Whatever the specific reasons for inconsistent reporting, Rosenbaum concludes, “Evaluations of sexual abstinence programs are vulnerable to unreliable data.” The recantation of reports of past sexual behavior is particularly concerning because, “If those who deny their sexual pasts perceive their history as correct, they will underestimate the sexually transmitted disease risk stemming from their prepledge sexual behavior (on average, these retractors had more than 2 sexual partners).” This—in conjunction with the stigma AOSE places on STDs—could explain why pledgers are less likely to get tested or treated for STDs, increasing their health risks and those of future partners. It is unclear whether adolescents believe that becoming “born again” or a “secondary virgin” erases their sexual history, or whether they acknowledge their past behavior but are scared to report it because it could call their religious commitment into question. Rosenbaum suggests that pledge programs be clear with pledgers about the risks stemming from previous behavior, regardless of current pledge status or current religious commitment. She also suggests, “Evaluations of abstinence education initiatives should incorporate outcome measures, such as STD assays, that are equally reliable for adolescents assigned to abstinence education and those assigned to a control group.”

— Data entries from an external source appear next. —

//! Arcade vehicle physics: raycast suspension, curve-driven velocity
//! integration, drift adherence, friction anchoring, client/server
//! reconciliation and the animation pose derived from it all.
//!
//! The core is engine agnostic and talks to its host through the traits in
//! [`host`]. [`rapier_host`] binds it to a rapier3d world.

pub mod adherence;
pub mod animation;
pub mod config;
pub mod correction;
pub mod curve;
pub mod error;
pub mod forces;
pub mod friction;
pub mod history;
pub mod host;
pub mod input;
pub mod integrator;
pub mod math;
pub mod path;
pub mod presets;
pub mod protocol;
pub mod rapier_host;
pub mod runtime;
pub mod settings;
pub mod snapshot;
pub mod suspension;
pub mod variant;
pub mod vehicle;

#[cfg(test)]
mod testing;

pub use error::{CodecError, ConfigError, InitError, InitResult};
pub use vehicle::{Frame, NetRole, Vehicle, VehicleContext};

In spite of the government’s extravagantly-funded—yet fundamentally misguided—efforts to deter adolescents from engaging in nonmarital sexual activity, teenage sexuality runs rampant. According to the U.S. Centers for Disease Control and Prevention’s June 2008 report, teen sex has risen since 2001, with forty-eight percent of teens reporting that they had sex during the last year, compared with forty-six percent in 2001. Condom use declined slightly, with 62 percent of high school students using condoms in 2007, down from 63 percent in 2003. As a result, teenage pregnancies rose—for the first time in fifteen years—in 2006.
An analysis by the Guttmacher Institute found that “86% of the decline in teen pregnancy between 1995 and 2002 was due to teens’ increasing, and increasingly effective, use of contraception; only 14% was a result of teens’ delaying sexual onset.” This underscores the importance of educating adolescents on contraception, rather than exposing them to programs that foster negative attitudes and scientifically inaccurate beliefs about sex and birth control. Cynthia Dallard of the Guttmacher Institute elucidates the hazardous nature of abstinence-only sex education programs: “Given current pattern of teenage sexual activity, it is probably safe to say that efforts to prevent teenagers—let alone all married people—from engaging in anything potentially sexually stimulating are at best unrealistic. At worst, such efforts may have public health consequences, by failing to prepare young people for the time they, almost inevitably, will become sexually active.”